Given its ability to regulate the mechanisms that control oxidative stress, intracellular calcium levels, immune response and neurotrophic factor synthesis, we suggest that the vitamin D might play a role in the mechanisms that cause neurodegenerative disorders and might also be a key molecule that suppresses neurodegenerative mechanisms and regulates the altered expressions of the related proteins (20,23,27,38,43,44).

In the peresent study, although it was statistically not significant, iNOS mRNA level of 24 hours vitamin D treated neurons was attenuated compared to the untreated control group. On the other hand, low levels of iNOS expression and LDH relase, which is also an indicator of oxidative stress related cell death, were both demonstrated in the conventional culture conditions in 48 hours of vitamin D treated hippocampal neurons. Besides vitamin D maintained iNOS expression in a precise level and did not let it to be elevated in those neurons. Our results are in accordance with our recent study which demonstrated dependence of iNOS gene expression to vitamin D-VDR pathway in cortical neurons. Vitamin D treatment attenuated the iNOS expression in cortical neurons also in 48 hours of treatment (45).

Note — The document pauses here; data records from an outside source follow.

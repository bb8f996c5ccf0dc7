// Copyright 2025 the Understory Authors
// SPDX-License-Identifier: Apache-2.0 OR MIT

//! Camera transform: normalized world coordinates to screen pixels and back.
//!
//! The world is the unit square `0..1` on both axes (y down). At zoom `z` it
//! spans `256 * 2^z` pixels. Pitch tilts a pinhole camera about the viewport
//! centre so that the top of the screen looks further away.

use kurbo::{Point, Size, Vec2};
use understory_tile_index::collision::Projection;
use understory_tile_index::Aabb2D;

/// Pixel size of a level-`z` tile at integer zoom `z`.
pub const TILE_PIXELS: f64 = 256.0;

/// Vertical field of view used by [`Transform::default`]; the focal length
/// is then 1.5 viewport heights.
pub const DEFAULT_FOV: f64 = 0.643_501_108_793_284_4;

/// Rays closer than this fraction of the focal length to the horizon are
/// treated as missing the ground.
const HORIZON_EPSILON: f64 = 1e-6;

/// Position, zoom, rotation, and pitch of the map camera.
#[derive(Clone, Copy, Debug, PartialEq)]
pub struct Transform {
    /// Normalized world position at the viewport centre.
    pub center: Point,
    /// Fractional zoom level.
    pub zoom: f64,
    /// Map rotation in radians.
    pub rotation: f64,
    /// Camera tilt in radians; 0 looks straight down.
    pub pitch: f64,
    /// Viewport size in pixels.
    pub viewport: Size,
    /// Vertical field of view in radians.
    pub fov: f64,
}

impl Default for Transform {
    fn default() -> Self {
        Self {
            center: Point::new(0.5, 0.5),
            zoom: 0.0,
            rotation: 0.0,
            pitch: 0.0,
            viewport: Size::new(512.0, 512.0),
            fov: DEFAULT_FOV,
        }
    }
}

impl Transform {
    /// A flat, unrotated camera.
    pub fn new(center: Point, zoom: f64, viewport: Size) -> Self {
        Self {
            center,
            zoom,
            viewport,
            ..Self::default()
        }
    }

    /// Set the rotation.
    pub fn with_rotation(mut self, rotation: f64) -> Self {
        self.rotation = rotation;
        self
    }

    /// Set the pitch.
    pub fn with_pitch(mut self, pitch: f64) -> Self {
        self.pitch = pitch;
        self
    }

    /// World extent in pixels at the current zoom.
    pub fn world_size(&self) -> f64 {
        TILE_PIXELS * self.zoom.exp2()
    }

    /// Distance from the eye to the viewport plane, in pixels.
    pub fn focal_length(&self) -> f64 {
        self.viewport.height / 2.0 / (self.fov / 2.0).tan()
    }

    /// Project a normalized world point to screen pixels.
    ///
    /// Returns `None` for points behind the camera or beyond the horizon.
    pub fn world_to_screen(&self, world: Point) -> Option<Point> {
        self.world_to_screen_at(world, 0.0)
    }

    /// Project a normalized world point raised `height` pixels (at the
    /// current zoom) above the ground.
    pub fn world_to_screen_at(&self, world: Point, height: f64) -> Option<Point> {
        let g = rotate((world - self.center) * self.world_size(), -self.rotation);
        let d = self.focal_length();
        let (sp, cp) = self.pitch.sin_cos();
        let depth = d - g.y * sp - height * cp;
        if depth <= HORIZON_EPSILON * d {
            return None;
        }
        let k = d / depth;
        Some(Point::new(
            self.viewport.width / 2.0 + g.x * k,
            self.viewport.height / 2.0 + (g.y * cp - height * sp) * k,
        ))
    }

    /// Un-project a screen pixel onto the ground plane.
    ///
    /// Returns `None` for pixels above the horizon.
    pub fn screen_to_world(&self, screen: Point) -> Option<Point> {
        self.unproject(screen, self.pitch)
    }

    /// Normalized world rectangle covering the viewport.
    ///
    /// Pitch is clipped to `max_pitch`, and rows close to the horizon are
    /// pulled in, so the rectangle stays bounded however far the camera tilts.
    pub fn coverage(&self, max_pitch: f64) -> Aabb2D {
        let pitch = self.pitch.clamp(0.0, max_pitch.max(0.0));
        let (w, h) = (self.viewport.width, self.viewport.height);
        let d = self.focal_length();
        let (sp, cp) = pitch.sin_cos();
        // Keep the top rows below 95% of the way to the horizon.
        let min_dy = if sp > 0.0 { -0.95 * d * cp / sp } else { f64::NEG_INFINITY };
        let top = (h / 2.0 + min_dy).max(0.0);

        let mut rect: Option<Aabb2D> = None;
        for corner in [
            Point::new(0.0, top),
            Point::new(w, top),
            Point::new(0.0, h),
            Point::new(w, h),
        ] {
            let Some(p) = self.unproject(corner, pitch) else {
                continue;
            };
            let b = Aabb2D::new(p.x, p.y, p.x, p.y);
            rect = Some(rect.map_or(b, |r| r.union(&b)));
        }
        rect.unwrap_or(Aabb2D::new(
            self.center.x,
            self.center.y,
            self.center.x,
            self.center.y,
        ))
    }

    fn unproject(&self, screen: Point, pitch: f64) -> Option<Point> {
        let dx = screen.x - self.viewport.width / 2.0;
        let dy = screen.y - self.viewport.height / 2.0;
        let d = self.focal_length();
        let (sp, cp) = pitch.sin_cos();
        let denom = d * cp + dy * sp;
        if denom <= HORIZON_EPSILON * d {
            return None;
        }
        let gy = dy * d / denom;
        let gx = dx * (d - gy * sp) / d;
        let g = rotate(Vec2::new(gx, gy), self.rotation);
        Some(self.center + g / self.world_size())
    }
}

fn rotate(v: Vec2, angle: f64) -> Vec2 {
    let (s, c) = angle.sin_cos();
    Vec2::new(v.x * c - v.y * s, v.x * s + v.y * c)
}

/// Adapts a [`Transform`] to the collision space of the tile index, where a
/// collision tile at level `L` spans 512 pixels.
#[derive(Clone, Copy, Debug)]
pub struct CollisionProjection<'a>(pub &'a Transform);

impl Projection for CollisionProjection<'_> {
    fn project(&self, x: f64, y: f64, z: f64, level: u8) -> Option<Point> {
        let extent = 512.0 * f64::from(level).exp2();
        let height = z / extent * self.0.world_size();
        self.0
            .world_to_screen_at(Point::new(x / extent, y / extent), height)
    }
}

In that study, we demonstrated with the siRNA mediated gene silencing experiments that this action of vitamin D is mediated trough VDR, not via 1,25-MARRS, vitamin D membrane receptor (45). Although the effect of vitamin D on iNOS was suggested to be mediated with cytokines, the fact that iNOS gene has VDR response element (VDRE) on it suggest that this action is more likely to be a direct effect (46,47). Attenuation of iNOS expression and the cytotoxicity after 48 hours of vitamin D treatment in the present study indicates the presence of similar mechanisms in hippocampal neurons. Regarding these results vitamin D might be considered as one of the ways to deal with the oxidative stress mechanisms that occur in the neurodegenerative disorders like Alzheimer’s disease.

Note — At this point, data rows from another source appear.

// Copyright 2025 the Understory Authors
// SPDX-License-Identifier: Apache-2.0 OR MIT

//! Display frame loop.
//!
//! Drive a display through a few frames: request the visible tiles, answer
//! them from a synthetic source, pan, and print the draw commands.
//!
//! Run:
//! - `cargo run -p understory_tile_demos --example display_frame`
//! - `RUST_LOG=understory_tile_display=debug cargo run -p understory_tile_demos --example display_frame`

use std::rc::Rc;
use std::time::Duration;

use kurbo::{Point, Size};
use tracing_subscriber::filter::LevelFilter;
use understory_tile_display::{
    Display, DisplayConfig, DrawCommand, Feature, Geometry, Layer, Placement, StyleItem, Styler,
    TileData, TileProvider, Transform,
};
use understory_tile_index::{TileCoord, TileSize};

fn init_tracing() {
    let filter = tracing_subscriber::EnvFilter::builder()
        .with_default_directive(LevelFilter::INFO.into())
        .from_env_lossy();
    let _ = tracing_subscriber::fmt::fmt()
        .with_env_filter(filter)
        .try_init();
}

/// Queues requests until the main loop answers them.
#[derive(Debug, Default)]
struct Pending(Vec<(String, TileCoord)>);

impl TileProvider for Pending {
    fn request(&mut self, layer: &str, tile: TileCoord, _tile_size: TileSize) {
        self.0.push((layer.to_owned(), tile));
    }

    fn cancel(&mut self, layer: &str, tile: TileCoord, _tile_size: TileSize) {
        self.0.retain(|(l, t)| !(l == layer && *t == tile));
    }
}

/// Labels every point with its `name` property and raises every polygon.
struct Names;

impl Styler for Names {
    fn style(&self, _layer: &str, feature: &Feature, _zoom: f64) -> Vec<StyleItem> {
        match &feature.geometry {
            Geometry::Point(_) => {
                let text = feature.properties.get("name").cloned().unwrap_or_default();
                let half_width = 4.0 * text.len() as f64;
                vec![StyleItem::Label {
                    text,
                    placement: Placement::new(half_width, 7.0).with_priority(feature.id as f64),
                }]
            }
            Geometry::Polygon(_) => vec![StyleItem::Extrude {
                base: 0.0,
                height: 20.0,
                outline: false,
            }],
            Geometry::LineString(_) => Vec::new(),
        }
    }
}

/// A grid of named points plus one building per tile.
fn synthesize(tile: TileCoord) -> TileData {
    let mut features = Vec::new();
    for i in 0..4_u32 {
        for j in 0..4_u32 {
            let at = Point::new(32.0 + 64.0 * f64::from(i), 32.0 + 64.0 * f64::from(j));
            features.push(
                Feature::new(u64::from(i * 4 + j), Geometry::Point(at))
                    .with_property("name", format!("{}-{i}{j}", tile.to_quadkey())),
            );
        }
    }
    let ring = vec![
        Point::new(100.0, 100.0),
        Point::new(150.0, 100.0),
        Point::new(150.0, 150.0),
        Point::new(100.0, 150.0),
        Point::new(100.0, 100.0),
    ];
    features.push(Feature::new(100, Geometry::Polygon(vec![ring])));
    TileData { features }
}

fn main() {
    init_tracing();

    let mut display = Display::new(DisplayConfig::default(), Pending::default(), Rc::new(Names));
    display
        .add_layer(0, Layer::new("places", TileSize::Size256))
        .unwrap();

    let viewport = Size::new(800.0, 600.0);
    let cameras = [
        Transform::new(Point::new(0.5, 0.5), 2.0, viewport),
        Transform::new(Point::new(0.55, 0.5), 2.0, viewport),
        Transform::new(Point::new(0.55, 0.5), 2.5, viewport).with_pitch(0.6),
    ];

    let mut now = Duration::ZERO;
    for camera in cameras {
        display.set_transform(camera, now);
        for _ in 0..4 {
            let frame = display.frame(now);
            let answers = std::mem::take(&mut display.provider_mut().0);
            for (layer, tile) in answers {
                let quadkey = tile.to_quadkey();
                let _ = display
                    .tile_loaded(&layer, &quadkey, TileSize::Size256, Ok(synthesize(tile)))
                    .unwrap();
            }
            let previews = frame
                .commands
                .iter()
                .filter(|c| matches!(c, DrawCommand::Preview { .. }))
                .count();
            println!(
                "t={:>4}ms: {} draws ({} previews), {} new label buffers, {} tasks pending",
                now.as_millis(),
                frame.commands.len(),
                previews,
                frame.uploads.added.len(),
                display.pending_tasks(),
            );
            now += Duration::from_millis(100);
        }
    }
    let buffers = display.arena().len();
    let collision_tiles = display.collision().cache().tile_count();
    tracing::info!(buffers, collision_tiles, "demo finished");
}
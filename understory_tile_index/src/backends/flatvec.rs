// Copyright 2025 the Understory Authors
// SPDX-License-Identifier: Apache-2.0 OR MIT

//! Flat vector backend with linear scans. Small and simple; good for tiny sets.

use alloc::boxed::Box;
use alloc::vec::Vec;
use core::fmt::Debug;

use crate::backend::Backend;
use crate::types::Aabb2D;

/// Flat vector backend with linear scans.
#[derive(Clone, Default)]
pub struct FlatVec {
    entries: Vec<(usize, Aabb2D)>,
}

impl Debug for FlatVec {
    fn fmt(&self, f: &mut core::fmt::Formatter<'_>) -> core::fmt::Result {
        f.debug_struct("FlatVec")
            .field("boxes", &self.entries.len())
            .finish_non_exhaustive()
    }
}

impl Backend for FlatVec {
    fn insert(&mut self, slot: usize, aabb: Aabb2D) {
        self.entries.push((slot, aabb));
    }
    fn clear(&mut self) {
        self.entries.clear();
    }
    fn len(&self) -> usize {
        self.entries.len()
    }
    fn query_rect<'a>(&'a self, rect: Aabb2D) -> Box<dyn Iterator<Item = usize> + 'a> {
        Box::new(
            self.entries
                .iter()
                .filter(move |(_, a)| a.intersects(&rect))
                .map(|(slot, _)| *slot),
        )
    }
    fn intersects_any(&self, rect: Aabb2D) -> bool {
        self.entries.iter().any(|(_, a)| a.intersects(&rect))
    }
}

Our previous study demonstrated that vitamin D suppressed beta amyloid induced cytotoxicity by suppressing the expression of L-type voltage sensitive calcium channel A1C (LVSCC A1C), inducing VDR epression and NGF release in cortical neurons (23). Another interesting result was beta amyloid 1–42 has a potential to attenuate the utilization of vitamin D by suppressing the expression of VDR (23). Elevation of LVSCC A1C protein in response to vitamin D-VDR pathway disruption by VDR siRNAs was observed in both hippocampal and cortical neurons (27,38). Higher expression of this channel was known to be associated with cell death related to disrupted calcium homeostasis in aging and neurodegeneration (48). Besides vitamin D-VDR pathway disruption by VDR siRNAs was demononstrated to mimic the beta amyloid induced toxicity in cortical neurons (23,27). We reported the presence of 25-hydroxyvitamin D₃ 24-hydroxylase (24OHase) enzyme which is an indicator of vitamin D utilization in cortical and hippocampal neurons in the literature for the first time (38). The study also pointed out higher requirement of vitamin D in hippocampus which is an important brain region especially for Alzheimer’s disease, given the higher expression of 24OHase in hippocampal neurons when compared with cortical ones (38). Supporting studies reported that vitamin D strongly induces phagocytosis and clearence of beta amyloid by macrophages of AD patients and protects neurons against apoptosis (24,25).

In 2011, Annweiler and Beauchet published a new AD treatment protocol (AD-IDEA) combining memantine, a drug used in AD treatment and vitamin D (49), and reported that 6 months of memantine+vitamin D supplementation incresed mini mental status examination (MMSE) scores by 4 points when compared with only memantine treated patients (50). The fact that vitamin D regulates iNOS, a major component of oxidative damage in hippocampal neurons which are crucial for cognitive functions, indicates its importance in Alzheimer’s disease. Although they are very limited in number, all of these recent studies underline the importance of vitamin D, a molecule synthesized from sun in prevention of neurodegeneration.